I have learned over the last week that MF Global is almost certainly the mere tip of the iceberg. There is massive industry-wide exposure to European sovereign junk debt. While other firms may not be as heavily leveraged as Corzine had MFG leveraged, and it is now thought that MFG’s leverage may have been in excess of 100:1...
Read that last sentence very closely.
If it’s true that MFG was leveraged 100:1, that’s suicide. It also means this crisis isn’t over by a long shot.
Back to Celente...
Speaking with Alex Jones, Celente expressed his fury at the move, labeling it an example of “economic martial law,” and speculating that the real reason for the looting was because the broker never had the gold and silver to deliver in the first place.

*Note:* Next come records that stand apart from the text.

// SPDX-License-Identifier: MIT
//
// Colors and styles for every painted role.
//
// One dark palette (Catppuccin Mocha), in 24-bit color. Everything that
// decides *what* a piece of text is lives in n-editor (`markdown::Role`,
// `highlight::Token`); this module only decides how each of those looks.

use n_editor::highlight::Token;
use n_editor::markdown::Role;
use n_term::style::{Attr, Color, Style};

// ─── Palette ────────────────────────────────────────────────────────────────

pub const BASE: Color = Color::Rgb(0x1e, 0x1e, 0x2e);
pub const MANTLE: Color = Color::Rgb(0x18, 0x18, 0x25);
pub const CRUST: Color = Color::Rgb(0x11, 0x11, 0x1b);
pub const SURFACE0: Color = Color::Rgb(0x31, 0x32, 0x44);
pub const SURFACE2: Color = Color::Rgb(0x58, 0x5b, 0x70);
pub const OVERLAY0: Color = Color::Rgb(0x6c, 0x70, 0x86);
pub const SUBTEXT0: Color = Color::Rgb(0xa6, 0xad, 0xc8);
pub const TEXT: Color = Color::Rgb(0xcd, 0xd6, 0xf4);
pub const BLUE: Color = Color::Rgb(0x89, 0xb4, 0xfa);
pub const LAVENDER: Color = Color::Rgb(0xb4, 0xbe, 0xfe);
pub const SAPPHIRE: Color = Color::Rgb(0x74, 0xc7, 0xec);
pub const TEAL: Color = Color::Rgb(0x94, 0xe2, 0xd5);
pub const GREEN: Color = Color::Rgb(0xa6, 0xe3, 0xa1);
pub const YELLOW: Color = Color::Rgb(0xf9, 0xe2, 0xaf);
pub const PEACH: Color = Color::Rgb(0xfa, 0xb3, 0x87);
pub const RED: Color = Color::Rgb(0xf3, 0x8b, 0xa8);
pub const PINK: Color = Color::Rgb(0xf5, 0xc2, 0xe7);
pub const MAUVE: Color = Color::Rgb(0xcb, 0xa6, 0xf7);

// ─── Chrome ─────────────────────────────────────────────────────────────────

pub const TEXT_AREA: Style = Style::PLAIN.fg(TEXT).bg(BASE);
pub const TILDE: Style = Style::PLAIN.fg(OVERLAY0).bg(BASE);
pub const GUTTER: Style = Style::PLAIN.fg(SURFACE2).bg(BASE);
pub const GUTTER_CURRENT: Style = Style::PLAIN.fg(LAVENDER).bg(BASE);

pub const TAB_BAR: Style = Style::PLAIN.bg(MANTLE);
pub const TAB_ACTIVE: Style = Style::PLAIN.fg(CRUST).bg(BLUE).bold();
pub const TAB_INACTIVE: Style = Style::PLAIN.fg(SUBTEXT0).bg(SURFACE0);

pub const STATUS: Style = Style::PLAIN.fg(TEXT).bg(SURFACE0);
pub const STATUS_NORMAL: Style = STATUS.fg(BLUE).bold();
pub const STATUS_INSERT: Style = STATUS.fg(PINK).bold();
pub const STATUS_FILE: Style = STATUS.fg(GREEN);
pub const STATUS_NEW_FILE: Style = STATUS.fg(PEACH);
pub const STATUS_MODIFIED: Style = STATUS.fg(RED);
pub const STATUS_POSITION: Style = STATUS.fg(TEAL);
pub const STATUS_ERROR: Style = STATUS.fg(RED).bold();

pub const HELP: Style = Style::PLAIN.fg(SUBTEXT0).bg(MANTLE);

// ─── Editor view ────────────────────────────────────────────────────────────

/// Editor-view style of a markdown role.
#[must_use]
pub const fn role(role: Role) -> Style {
    match role {
        Role::Text => TEXT_AREA,
        Role::Heading(1) => TEXT_AREA.fg(MAUVE).bold().attr(Attr::UNDERLINE),
        Role::Heading(2) => TEXT_AREA.fg(BLUE).bold(),
        Role::Heading(3) => TEXT_AREA.fg(SAPPHIRE).bold(),
        Role::Heading(_) => TEXT_AREA.fg(TEAL).bold(),
        Role::Fence => TEXT_AREA.fg(OVERLAY0),
        Role::Quote => TEXT_AREA.fg(SUBTEXT0).italic(),
        Role::ListMarker | Role::Numbered => TEXT_AREA.fg(PEACH),
        Role::Rule => TEXT_AREA.fg(SURFACE2),
        Role::InlineCode => TEXT_AREA.fg(GREEN).bg(SURFACE0),
    }
}

/// Background of fenced code content.
pub const CODE: Style = Style::PLAIN.fg(TEXT).bg(MANTLE);

/// Style of a highlighted char inside a fenced block.
#[must_use]
pub const fn token(token: Token) -> Style {
    match token {
        Token::Plain => CODE,
        Token::Keyword => CODE.fg(MAUVE),
        Token::String => CODE.fg(GREEN),
        Token::Comment => CODE.fg(OVERLAY0).italic(),
        Token::Function => CODE.fg(BLUE),
        Token::Macro => CODE.fg(TEAL),
        Token::Constant => CODE.fg(PEACH),
        Token::Type => CODE.fg(YELLOW),
        Token::Builtin => CODE.fg(RED),
        Token::Attribute => CODE.fg(YELLOW).dim(),
        Token::Property => CODE.fg(LAVENDER),
    }
}

// ─── Preview ────────────────────────────────────────────────────────────────

pub const PREVIEW_TEXT: Style = TEXT_AREA;
pub const PREVIEW_PLACEHOLDER: Style = TEXT_AREA.fg(SUBTEXT0).italic();
pub const PREVIEW_EMPHASIS: Attr = Attr::ITALIC;
pub const PREVIEW_STRONG: Attr = Attr::BOLD;
pub const PREVIEW_STRIKE: Attr = Attr::DIM;
pub const PREVIEW_LINK: Style = TEXT_AREA.fg(BLUE).attr(Attr::UNDERLINE);
pub const PREVIEW_CODE: Style = TEXT_AREA.fg(GREEN).bg(SURFACE0);
pub const PREVIEW_QUOTE_BAR: Style = TEXT_AREA.fg(SURFACE2);
pub const PREVIEW_MARKER: Style = TEXT_AREA.fg(PEACH);
pub const PREVIEW_RULE: Style = TEXT_AREA.fg(SURFACE2);
pub const PREVIEW_HTML: Style = TEXT_AREA.fg(OVERLAY0);

/// Preview style of a heading at `level` (1-6).
#[must_use]
pub const fn preview_heading(level: u8) -> Style {
    match level {
        1 => TEXT_AREA.fg(CRUST).bg(MAUVE).bold(),
        2 => TEXT_AREA.fg(BLUE).bold(),
        3 => TEXT_AREA.fg(SAPPHIRE).bold(),
        _ => TEXT_AREA.fg(TEAL).bold(),
    }
}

Celente encouraged Americans to cash out of all gold ETFs and withdraw their funds from the bank because “they are going to steal all our money.”

The trends forecaster savaged MF Global CEO Jon Corzine, labeling him a “cheap S.O.B.” who was responsible for the collapse because of his using customer funds to bet on losing European bonds.
“How come he’s not in jail, because he’s one of the white shoe boys from the Goldman Sachs crowd,” Celente fumed, going so far as to say Corzine “should have died” in his recent car accident.
Celente said that he had sufficient funds stored in a safe place that could not be looted, and that if anyone did try to steal them and threaten his life, he wouldn’t hesitate to "blow their brains out."
Celente reiterated his plea to Americans to withdraw all their money from the banks and leave only operating capital in their accounts, warning that “the merger of state and corporate powers” has brought “fascism” to America.
You must take physical possession of your gold and silver if you want to have your assets protected from collapsing government fiat currencies and government sanctioned corporate theft like the MF Global example.
Time is running out, folks. Make your necessary arrangements while you still can.